見她累極,江洲抽身披衣下榻,又拿衣服把她裹上,打橫抱了起來,喚人進來。
張嬤嬤是長樂公主的奶孃,宮中訓練出來的人,帶出來的丫鬟都訓練有素,一聽到屋裡的人發話,趕緊吩咐手裡人,很快,兩三個有經驗的嬤嬤各自領著一批丫鬟列隊進了屋,一列去收拾狼藉的床榻,一列去了浴室放熱水,一列抱著新的衾枕在一邊等著,只待收拾的人收拾完了去鋪上。
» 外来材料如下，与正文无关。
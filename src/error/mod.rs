//! Error handling
//!
//! Defines the client error type and how errors are reported on exit.

pub mod handlers;
pub mod types;

pub use handlers::{exit_code, handle_error};
pub use types::ClientError;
江洲站在通向浴室擺放的屏風邊上,等待著丫頭們放熱水。琥珀恰好被分在放熱水的那一列,經過江洲身邊時特意伸長了脖子打量了下她家姑娘,姑娘看樣子真是累著了,被新婚夫君裹在懷裡一動不動,跟睡著了一樣。不料,偷看顏傾的舉動很快被江洲發現,對上江洲的目光時,琥珀趕緊垂下了眸子。
進來時,張嬤嬤交代過她們這些放熱水的丫頭:一會兒放完了熱水,還要悉心伺候公子和夫人沐浴。琥珀當時在想:讓這些丫頭伺候公子沐浴?伺候姑娘沐浴就行了吧。或者,乾脆讓他們夫妻相互伺候好了。